> _WORK INSTRUCTION_
From the data below, return the exact lines starting at the line containing "failure, one per" and ending at the line containing "variant says *which", both included, and nothing else.

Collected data
■ ■ ■

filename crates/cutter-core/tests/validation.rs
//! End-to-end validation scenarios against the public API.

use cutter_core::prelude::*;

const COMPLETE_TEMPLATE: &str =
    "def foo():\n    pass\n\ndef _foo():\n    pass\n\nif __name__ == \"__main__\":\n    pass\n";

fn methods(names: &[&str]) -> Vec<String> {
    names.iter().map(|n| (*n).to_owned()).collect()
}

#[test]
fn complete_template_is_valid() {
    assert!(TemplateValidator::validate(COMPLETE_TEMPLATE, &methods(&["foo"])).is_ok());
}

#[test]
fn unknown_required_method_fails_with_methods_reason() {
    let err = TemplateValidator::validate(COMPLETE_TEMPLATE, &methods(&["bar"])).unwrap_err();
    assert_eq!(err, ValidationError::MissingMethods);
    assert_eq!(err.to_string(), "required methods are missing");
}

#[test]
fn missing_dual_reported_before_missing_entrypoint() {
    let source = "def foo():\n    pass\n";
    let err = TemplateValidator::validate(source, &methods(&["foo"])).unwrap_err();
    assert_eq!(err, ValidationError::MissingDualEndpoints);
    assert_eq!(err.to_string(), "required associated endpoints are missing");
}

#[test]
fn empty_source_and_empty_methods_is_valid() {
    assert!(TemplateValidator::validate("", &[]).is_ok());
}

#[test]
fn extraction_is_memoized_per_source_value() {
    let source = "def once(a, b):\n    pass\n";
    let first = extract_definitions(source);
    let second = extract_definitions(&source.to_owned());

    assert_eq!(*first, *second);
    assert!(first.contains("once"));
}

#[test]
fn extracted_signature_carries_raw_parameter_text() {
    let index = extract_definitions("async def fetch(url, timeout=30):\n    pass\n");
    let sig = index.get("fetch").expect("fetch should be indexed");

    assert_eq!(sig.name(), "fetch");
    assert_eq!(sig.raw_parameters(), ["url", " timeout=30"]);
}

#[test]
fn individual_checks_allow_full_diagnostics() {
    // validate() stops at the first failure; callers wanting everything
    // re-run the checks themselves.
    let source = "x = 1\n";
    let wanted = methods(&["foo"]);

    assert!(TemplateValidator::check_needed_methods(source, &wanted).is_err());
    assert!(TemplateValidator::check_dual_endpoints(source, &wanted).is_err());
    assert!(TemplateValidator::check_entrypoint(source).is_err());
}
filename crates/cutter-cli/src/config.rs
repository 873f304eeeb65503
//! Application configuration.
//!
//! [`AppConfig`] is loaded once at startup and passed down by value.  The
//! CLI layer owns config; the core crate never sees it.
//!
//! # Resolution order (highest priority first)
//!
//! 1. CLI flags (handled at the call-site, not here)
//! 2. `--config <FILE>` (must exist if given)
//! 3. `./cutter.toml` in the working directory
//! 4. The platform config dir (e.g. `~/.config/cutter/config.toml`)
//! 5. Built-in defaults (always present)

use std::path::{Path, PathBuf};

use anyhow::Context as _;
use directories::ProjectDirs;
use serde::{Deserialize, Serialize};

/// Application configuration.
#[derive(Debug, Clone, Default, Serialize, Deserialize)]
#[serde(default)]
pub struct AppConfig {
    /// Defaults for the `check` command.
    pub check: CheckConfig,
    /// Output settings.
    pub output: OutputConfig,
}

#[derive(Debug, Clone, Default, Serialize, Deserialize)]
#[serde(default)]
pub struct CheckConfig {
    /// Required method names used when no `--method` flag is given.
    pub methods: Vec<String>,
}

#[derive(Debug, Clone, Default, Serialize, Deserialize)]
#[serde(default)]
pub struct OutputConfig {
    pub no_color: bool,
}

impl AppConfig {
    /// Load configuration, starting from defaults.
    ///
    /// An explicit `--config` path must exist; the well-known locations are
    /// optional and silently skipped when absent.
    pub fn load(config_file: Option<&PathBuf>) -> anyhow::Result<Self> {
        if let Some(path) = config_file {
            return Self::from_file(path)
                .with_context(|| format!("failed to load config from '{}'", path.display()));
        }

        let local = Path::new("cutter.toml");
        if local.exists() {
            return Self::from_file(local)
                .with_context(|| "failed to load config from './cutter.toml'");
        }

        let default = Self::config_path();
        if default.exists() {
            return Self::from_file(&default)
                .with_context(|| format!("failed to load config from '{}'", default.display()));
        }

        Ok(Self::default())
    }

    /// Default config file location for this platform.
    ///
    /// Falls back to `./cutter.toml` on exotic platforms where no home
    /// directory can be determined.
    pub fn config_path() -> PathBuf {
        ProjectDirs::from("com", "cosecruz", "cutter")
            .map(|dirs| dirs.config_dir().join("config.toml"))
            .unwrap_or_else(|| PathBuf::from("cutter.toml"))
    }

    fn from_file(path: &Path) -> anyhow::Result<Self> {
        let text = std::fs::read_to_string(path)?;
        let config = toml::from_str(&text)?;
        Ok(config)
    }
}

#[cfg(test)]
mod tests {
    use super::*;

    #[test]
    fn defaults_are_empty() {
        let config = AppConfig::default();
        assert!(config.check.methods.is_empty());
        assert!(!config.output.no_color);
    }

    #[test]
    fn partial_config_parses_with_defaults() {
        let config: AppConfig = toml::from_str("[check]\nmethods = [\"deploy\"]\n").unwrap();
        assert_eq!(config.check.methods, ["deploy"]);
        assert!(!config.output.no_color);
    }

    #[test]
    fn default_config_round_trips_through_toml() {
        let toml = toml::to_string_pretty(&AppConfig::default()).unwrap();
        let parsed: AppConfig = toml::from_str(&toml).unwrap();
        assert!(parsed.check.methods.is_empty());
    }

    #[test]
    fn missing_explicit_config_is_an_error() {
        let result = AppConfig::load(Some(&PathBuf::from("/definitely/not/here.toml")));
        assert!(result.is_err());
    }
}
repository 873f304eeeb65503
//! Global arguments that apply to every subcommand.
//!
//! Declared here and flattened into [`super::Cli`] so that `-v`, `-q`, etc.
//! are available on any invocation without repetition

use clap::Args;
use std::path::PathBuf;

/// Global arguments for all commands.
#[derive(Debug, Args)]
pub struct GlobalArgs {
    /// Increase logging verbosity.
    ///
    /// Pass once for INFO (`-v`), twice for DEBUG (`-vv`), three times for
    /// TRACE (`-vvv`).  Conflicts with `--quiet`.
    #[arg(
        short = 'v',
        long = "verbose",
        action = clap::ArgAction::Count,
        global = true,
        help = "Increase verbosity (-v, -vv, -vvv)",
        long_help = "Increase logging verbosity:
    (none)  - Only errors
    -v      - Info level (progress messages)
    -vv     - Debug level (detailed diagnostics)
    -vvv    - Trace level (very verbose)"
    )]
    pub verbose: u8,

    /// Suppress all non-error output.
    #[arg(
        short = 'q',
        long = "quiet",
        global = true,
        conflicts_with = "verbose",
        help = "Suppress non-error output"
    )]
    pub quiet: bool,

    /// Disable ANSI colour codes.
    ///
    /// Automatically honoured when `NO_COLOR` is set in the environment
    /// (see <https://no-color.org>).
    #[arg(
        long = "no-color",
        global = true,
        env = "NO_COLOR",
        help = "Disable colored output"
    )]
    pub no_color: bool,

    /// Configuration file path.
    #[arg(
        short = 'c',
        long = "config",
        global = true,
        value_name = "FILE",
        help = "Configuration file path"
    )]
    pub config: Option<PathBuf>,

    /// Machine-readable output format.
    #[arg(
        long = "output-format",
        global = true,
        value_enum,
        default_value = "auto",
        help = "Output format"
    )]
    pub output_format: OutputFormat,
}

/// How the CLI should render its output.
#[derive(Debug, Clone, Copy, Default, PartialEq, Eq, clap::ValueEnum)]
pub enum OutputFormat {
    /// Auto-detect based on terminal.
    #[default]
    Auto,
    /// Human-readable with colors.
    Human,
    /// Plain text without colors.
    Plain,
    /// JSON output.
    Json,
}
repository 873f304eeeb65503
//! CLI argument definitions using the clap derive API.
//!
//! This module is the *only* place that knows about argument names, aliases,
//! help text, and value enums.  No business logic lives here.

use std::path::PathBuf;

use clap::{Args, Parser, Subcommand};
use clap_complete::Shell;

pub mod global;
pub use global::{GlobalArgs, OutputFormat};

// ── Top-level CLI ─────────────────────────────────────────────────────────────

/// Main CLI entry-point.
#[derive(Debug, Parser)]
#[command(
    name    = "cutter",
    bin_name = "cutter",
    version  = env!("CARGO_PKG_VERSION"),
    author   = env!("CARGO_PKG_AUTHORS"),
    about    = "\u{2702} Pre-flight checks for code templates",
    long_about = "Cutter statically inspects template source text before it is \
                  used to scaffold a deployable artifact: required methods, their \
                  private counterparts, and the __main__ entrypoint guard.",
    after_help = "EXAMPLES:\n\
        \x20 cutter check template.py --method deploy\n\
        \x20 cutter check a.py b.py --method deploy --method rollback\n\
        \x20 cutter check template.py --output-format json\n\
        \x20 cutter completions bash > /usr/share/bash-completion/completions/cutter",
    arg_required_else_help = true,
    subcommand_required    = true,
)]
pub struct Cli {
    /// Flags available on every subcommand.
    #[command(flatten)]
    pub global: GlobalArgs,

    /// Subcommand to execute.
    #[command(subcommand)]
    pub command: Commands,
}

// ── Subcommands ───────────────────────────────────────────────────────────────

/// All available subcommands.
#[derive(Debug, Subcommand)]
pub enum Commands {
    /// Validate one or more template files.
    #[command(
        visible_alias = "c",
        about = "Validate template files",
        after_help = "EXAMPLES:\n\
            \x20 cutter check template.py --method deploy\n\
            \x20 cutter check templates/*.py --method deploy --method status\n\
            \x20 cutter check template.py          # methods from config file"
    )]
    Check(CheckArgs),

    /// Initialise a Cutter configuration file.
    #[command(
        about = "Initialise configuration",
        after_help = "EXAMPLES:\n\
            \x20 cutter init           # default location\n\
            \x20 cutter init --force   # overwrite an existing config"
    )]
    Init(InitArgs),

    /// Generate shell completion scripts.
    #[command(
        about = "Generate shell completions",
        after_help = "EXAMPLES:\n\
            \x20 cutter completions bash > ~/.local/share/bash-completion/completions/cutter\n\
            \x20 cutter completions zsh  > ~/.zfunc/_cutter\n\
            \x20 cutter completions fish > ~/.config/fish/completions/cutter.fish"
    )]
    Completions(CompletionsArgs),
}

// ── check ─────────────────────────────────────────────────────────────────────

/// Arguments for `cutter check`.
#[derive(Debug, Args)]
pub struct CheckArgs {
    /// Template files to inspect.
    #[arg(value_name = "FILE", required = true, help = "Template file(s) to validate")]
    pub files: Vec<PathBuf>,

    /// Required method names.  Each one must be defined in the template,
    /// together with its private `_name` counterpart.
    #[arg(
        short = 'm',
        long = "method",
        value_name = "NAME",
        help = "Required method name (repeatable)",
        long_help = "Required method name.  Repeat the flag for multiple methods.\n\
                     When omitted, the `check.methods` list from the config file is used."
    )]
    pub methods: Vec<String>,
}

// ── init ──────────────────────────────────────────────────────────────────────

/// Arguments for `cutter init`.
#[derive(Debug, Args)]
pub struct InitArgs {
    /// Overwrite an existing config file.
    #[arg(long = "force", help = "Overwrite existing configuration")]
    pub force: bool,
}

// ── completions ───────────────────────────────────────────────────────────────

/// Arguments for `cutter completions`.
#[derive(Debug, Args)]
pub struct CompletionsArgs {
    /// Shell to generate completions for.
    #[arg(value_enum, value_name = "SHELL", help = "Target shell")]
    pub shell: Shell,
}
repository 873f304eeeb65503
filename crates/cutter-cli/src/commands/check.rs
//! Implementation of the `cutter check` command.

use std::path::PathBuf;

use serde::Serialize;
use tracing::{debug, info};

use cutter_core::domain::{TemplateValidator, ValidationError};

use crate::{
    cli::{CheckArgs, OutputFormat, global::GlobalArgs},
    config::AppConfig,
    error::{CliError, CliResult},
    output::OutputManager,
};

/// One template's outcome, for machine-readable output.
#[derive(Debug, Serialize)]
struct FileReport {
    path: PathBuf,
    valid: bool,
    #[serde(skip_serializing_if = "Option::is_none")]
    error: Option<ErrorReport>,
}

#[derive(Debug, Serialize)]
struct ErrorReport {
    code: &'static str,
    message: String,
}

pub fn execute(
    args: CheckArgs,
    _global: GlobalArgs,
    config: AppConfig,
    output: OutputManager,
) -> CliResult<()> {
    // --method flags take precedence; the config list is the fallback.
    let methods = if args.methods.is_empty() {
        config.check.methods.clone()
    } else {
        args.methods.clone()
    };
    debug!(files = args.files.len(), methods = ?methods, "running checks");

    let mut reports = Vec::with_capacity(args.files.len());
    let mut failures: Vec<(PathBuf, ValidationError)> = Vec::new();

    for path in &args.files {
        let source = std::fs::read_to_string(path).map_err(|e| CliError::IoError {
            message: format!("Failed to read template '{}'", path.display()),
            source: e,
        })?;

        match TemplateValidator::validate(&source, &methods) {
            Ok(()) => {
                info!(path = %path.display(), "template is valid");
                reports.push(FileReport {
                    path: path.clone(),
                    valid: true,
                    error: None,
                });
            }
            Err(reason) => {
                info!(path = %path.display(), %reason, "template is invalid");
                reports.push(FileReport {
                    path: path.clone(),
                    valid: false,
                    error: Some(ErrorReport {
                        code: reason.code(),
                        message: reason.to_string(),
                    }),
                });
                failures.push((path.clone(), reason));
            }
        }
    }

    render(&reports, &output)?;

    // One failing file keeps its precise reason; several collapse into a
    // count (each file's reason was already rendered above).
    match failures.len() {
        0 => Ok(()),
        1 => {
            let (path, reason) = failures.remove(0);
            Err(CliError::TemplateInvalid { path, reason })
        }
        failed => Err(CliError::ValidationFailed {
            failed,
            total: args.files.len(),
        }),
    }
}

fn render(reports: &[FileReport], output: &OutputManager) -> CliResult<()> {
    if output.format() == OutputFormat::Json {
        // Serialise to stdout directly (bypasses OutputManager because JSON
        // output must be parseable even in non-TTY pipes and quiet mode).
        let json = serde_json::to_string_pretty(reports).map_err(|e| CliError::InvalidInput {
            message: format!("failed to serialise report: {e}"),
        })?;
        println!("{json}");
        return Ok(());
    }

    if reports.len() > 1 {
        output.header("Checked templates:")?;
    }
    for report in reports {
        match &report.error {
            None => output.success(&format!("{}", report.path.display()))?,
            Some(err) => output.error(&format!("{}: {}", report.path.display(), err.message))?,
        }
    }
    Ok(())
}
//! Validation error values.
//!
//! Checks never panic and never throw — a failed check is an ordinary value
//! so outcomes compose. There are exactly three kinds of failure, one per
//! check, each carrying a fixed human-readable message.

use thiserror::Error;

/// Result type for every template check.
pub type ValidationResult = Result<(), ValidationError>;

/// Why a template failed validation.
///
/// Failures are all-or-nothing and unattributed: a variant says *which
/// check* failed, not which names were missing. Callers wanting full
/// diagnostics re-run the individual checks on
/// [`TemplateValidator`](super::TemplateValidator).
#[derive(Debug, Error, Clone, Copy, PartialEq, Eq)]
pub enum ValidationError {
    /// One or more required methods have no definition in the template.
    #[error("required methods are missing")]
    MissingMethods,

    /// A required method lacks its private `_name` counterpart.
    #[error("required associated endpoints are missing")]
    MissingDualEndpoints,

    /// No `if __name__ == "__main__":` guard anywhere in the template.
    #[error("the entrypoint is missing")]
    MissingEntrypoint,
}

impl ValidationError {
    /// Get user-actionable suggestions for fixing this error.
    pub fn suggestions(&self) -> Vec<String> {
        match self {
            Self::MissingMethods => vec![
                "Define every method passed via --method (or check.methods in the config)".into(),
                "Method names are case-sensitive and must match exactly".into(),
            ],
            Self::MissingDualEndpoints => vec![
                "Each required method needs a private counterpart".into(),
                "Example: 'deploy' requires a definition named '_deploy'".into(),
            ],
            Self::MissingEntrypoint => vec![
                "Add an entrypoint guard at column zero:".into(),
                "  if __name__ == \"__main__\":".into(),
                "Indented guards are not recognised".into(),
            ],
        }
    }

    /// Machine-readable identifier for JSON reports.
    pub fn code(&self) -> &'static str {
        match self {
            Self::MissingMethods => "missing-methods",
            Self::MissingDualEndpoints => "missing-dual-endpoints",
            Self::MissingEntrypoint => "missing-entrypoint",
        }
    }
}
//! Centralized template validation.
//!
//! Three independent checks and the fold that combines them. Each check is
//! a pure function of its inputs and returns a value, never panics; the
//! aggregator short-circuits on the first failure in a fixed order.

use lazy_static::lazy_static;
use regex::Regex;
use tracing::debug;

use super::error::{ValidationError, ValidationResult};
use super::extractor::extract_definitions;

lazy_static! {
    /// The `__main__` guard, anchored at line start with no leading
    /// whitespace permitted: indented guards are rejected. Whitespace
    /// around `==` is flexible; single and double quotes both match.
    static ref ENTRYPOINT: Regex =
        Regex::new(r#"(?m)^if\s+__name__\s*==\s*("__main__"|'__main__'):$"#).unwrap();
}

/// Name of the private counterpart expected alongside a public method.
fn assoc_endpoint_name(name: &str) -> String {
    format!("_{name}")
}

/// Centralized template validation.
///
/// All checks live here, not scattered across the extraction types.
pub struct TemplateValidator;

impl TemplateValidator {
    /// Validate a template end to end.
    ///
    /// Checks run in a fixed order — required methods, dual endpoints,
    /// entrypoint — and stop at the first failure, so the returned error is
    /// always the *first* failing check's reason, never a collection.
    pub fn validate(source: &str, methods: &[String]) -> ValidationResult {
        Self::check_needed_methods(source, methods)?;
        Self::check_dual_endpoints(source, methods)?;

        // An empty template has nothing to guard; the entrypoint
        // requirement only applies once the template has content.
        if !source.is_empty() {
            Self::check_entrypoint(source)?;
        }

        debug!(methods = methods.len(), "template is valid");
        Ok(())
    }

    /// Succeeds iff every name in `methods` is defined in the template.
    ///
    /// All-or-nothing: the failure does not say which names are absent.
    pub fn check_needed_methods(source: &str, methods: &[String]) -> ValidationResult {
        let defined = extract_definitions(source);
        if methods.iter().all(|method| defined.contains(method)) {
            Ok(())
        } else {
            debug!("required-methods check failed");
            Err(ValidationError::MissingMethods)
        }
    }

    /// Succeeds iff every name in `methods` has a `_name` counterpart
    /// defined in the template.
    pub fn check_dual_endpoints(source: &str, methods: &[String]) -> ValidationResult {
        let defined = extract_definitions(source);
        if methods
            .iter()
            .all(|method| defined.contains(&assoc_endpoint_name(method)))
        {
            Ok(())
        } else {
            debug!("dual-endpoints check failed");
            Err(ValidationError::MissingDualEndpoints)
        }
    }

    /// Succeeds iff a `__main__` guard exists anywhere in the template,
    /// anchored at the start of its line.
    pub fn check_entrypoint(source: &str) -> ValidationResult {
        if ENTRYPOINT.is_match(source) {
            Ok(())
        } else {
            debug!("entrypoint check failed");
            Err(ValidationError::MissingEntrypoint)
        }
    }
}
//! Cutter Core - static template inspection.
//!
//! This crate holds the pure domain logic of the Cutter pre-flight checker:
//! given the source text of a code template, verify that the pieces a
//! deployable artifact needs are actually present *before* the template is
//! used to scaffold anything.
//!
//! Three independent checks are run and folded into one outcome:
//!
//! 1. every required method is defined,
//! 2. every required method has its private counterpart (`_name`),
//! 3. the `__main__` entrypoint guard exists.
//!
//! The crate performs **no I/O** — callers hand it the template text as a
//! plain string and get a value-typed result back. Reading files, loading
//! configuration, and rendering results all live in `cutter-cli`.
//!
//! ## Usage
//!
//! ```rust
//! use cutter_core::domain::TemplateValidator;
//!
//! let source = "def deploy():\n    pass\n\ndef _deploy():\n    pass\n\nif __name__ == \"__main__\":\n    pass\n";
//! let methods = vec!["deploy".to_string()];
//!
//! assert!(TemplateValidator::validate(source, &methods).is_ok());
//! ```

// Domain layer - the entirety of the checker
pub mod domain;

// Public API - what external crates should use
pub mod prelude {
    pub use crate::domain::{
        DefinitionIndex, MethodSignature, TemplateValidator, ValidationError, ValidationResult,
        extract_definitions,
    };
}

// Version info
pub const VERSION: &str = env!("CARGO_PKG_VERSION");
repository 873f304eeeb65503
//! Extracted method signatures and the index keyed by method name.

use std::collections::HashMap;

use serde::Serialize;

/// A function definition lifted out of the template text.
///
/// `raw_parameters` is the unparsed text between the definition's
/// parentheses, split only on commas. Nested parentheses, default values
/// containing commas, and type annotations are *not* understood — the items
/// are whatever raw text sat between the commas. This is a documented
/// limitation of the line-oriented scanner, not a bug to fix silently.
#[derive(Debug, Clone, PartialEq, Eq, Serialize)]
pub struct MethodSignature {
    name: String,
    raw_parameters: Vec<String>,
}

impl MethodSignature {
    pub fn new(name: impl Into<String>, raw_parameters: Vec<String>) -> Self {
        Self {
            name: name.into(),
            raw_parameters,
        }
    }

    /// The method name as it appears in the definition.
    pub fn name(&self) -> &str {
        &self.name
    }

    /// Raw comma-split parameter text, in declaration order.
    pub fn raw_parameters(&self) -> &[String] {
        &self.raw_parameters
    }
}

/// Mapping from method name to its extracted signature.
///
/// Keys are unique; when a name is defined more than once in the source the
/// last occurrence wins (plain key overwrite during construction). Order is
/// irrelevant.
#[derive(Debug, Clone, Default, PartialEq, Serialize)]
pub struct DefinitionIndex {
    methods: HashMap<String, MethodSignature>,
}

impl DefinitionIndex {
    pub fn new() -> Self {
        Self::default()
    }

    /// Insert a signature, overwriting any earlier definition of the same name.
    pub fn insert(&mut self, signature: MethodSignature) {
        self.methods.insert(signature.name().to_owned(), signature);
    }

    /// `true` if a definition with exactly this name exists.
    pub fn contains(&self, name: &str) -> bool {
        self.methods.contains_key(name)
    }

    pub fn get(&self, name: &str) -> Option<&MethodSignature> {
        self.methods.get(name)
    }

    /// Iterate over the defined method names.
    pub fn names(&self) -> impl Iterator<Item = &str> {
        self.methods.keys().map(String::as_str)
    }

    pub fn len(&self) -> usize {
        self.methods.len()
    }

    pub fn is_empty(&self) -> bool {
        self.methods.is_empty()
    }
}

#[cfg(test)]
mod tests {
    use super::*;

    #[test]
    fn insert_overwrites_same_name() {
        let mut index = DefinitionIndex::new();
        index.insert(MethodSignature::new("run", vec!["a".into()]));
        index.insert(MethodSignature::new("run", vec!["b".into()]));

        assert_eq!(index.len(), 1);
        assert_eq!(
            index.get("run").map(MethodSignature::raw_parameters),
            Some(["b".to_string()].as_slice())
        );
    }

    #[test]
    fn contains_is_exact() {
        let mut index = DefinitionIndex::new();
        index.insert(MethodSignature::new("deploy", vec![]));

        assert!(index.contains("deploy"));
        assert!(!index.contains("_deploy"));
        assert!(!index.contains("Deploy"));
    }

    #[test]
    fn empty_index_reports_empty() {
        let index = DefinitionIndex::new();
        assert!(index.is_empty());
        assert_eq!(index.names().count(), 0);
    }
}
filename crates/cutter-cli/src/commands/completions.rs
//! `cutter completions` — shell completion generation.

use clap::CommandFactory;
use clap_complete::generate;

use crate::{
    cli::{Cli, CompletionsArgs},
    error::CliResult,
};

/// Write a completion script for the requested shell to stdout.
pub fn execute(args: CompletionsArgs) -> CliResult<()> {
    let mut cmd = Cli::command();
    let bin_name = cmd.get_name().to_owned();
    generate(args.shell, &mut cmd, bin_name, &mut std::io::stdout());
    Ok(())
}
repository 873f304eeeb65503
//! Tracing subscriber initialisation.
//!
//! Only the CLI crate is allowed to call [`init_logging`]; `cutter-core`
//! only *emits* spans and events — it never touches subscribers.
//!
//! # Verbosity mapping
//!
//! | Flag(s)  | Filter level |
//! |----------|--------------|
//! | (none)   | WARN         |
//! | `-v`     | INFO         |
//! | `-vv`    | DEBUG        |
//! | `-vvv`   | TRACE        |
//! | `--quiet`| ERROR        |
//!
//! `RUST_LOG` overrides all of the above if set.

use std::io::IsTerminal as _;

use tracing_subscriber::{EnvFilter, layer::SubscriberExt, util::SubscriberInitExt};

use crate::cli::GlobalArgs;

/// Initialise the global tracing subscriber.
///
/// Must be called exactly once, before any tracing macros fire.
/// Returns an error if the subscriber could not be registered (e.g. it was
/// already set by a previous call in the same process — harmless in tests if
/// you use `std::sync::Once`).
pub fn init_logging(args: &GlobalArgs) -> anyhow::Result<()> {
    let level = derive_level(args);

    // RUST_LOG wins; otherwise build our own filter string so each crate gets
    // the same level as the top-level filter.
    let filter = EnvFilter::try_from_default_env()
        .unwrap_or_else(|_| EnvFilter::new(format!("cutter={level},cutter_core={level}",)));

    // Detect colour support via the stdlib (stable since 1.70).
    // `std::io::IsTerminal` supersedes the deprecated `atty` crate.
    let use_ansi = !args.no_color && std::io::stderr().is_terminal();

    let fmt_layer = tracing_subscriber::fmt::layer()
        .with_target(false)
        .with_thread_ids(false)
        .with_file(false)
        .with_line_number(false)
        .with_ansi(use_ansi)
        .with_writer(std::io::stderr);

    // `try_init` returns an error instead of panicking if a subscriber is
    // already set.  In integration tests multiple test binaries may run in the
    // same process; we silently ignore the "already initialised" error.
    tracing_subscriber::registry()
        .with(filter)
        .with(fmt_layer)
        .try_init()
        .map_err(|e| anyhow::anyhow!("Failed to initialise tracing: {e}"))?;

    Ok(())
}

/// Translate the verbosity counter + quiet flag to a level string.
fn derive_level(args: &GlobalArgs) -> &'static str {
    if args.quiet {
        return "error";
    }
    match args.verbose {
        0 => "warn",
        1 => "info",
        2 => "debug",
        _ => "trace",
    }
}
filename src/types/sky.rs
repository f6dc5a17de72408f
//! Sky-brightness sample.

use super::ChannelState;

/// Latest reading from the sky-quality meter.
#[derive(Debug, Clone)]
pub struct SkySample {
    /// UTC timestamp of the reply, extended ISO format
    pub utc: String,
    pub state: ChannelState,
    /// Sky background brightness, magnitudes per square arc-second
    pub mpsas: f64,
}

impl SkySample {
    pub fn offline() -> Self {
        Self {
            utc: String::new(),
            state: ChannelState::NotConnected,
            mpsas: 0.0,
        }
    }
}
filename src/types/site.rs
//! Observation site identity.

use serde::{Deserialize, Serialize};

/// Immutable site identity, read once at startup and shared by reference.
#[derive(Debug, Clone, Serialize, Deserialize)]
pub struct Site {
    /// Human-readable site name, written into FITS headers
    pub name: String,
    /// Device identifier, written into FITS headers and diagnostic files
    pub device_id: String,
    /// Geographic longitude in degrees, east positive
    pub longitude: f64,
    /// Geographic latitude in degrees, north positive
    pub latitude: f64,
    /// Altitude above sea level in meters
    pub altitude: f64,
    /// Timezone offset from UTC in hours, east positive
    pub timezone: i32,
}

■ ■ ■

> _OUTPUT FOR THIS EXERCISE_
//! so outcomes compose. There are exactly three kinds of failure, one per
//! check, each carrying a fixed human-readable message.

use thiserror::Error;

/// Result type for every template check.
pub type ValidationResult = Result<(), ValidationError>;

/// Why a template failed validation.
///
/// Failures are all-or-nothing and unattributed: a variant says *which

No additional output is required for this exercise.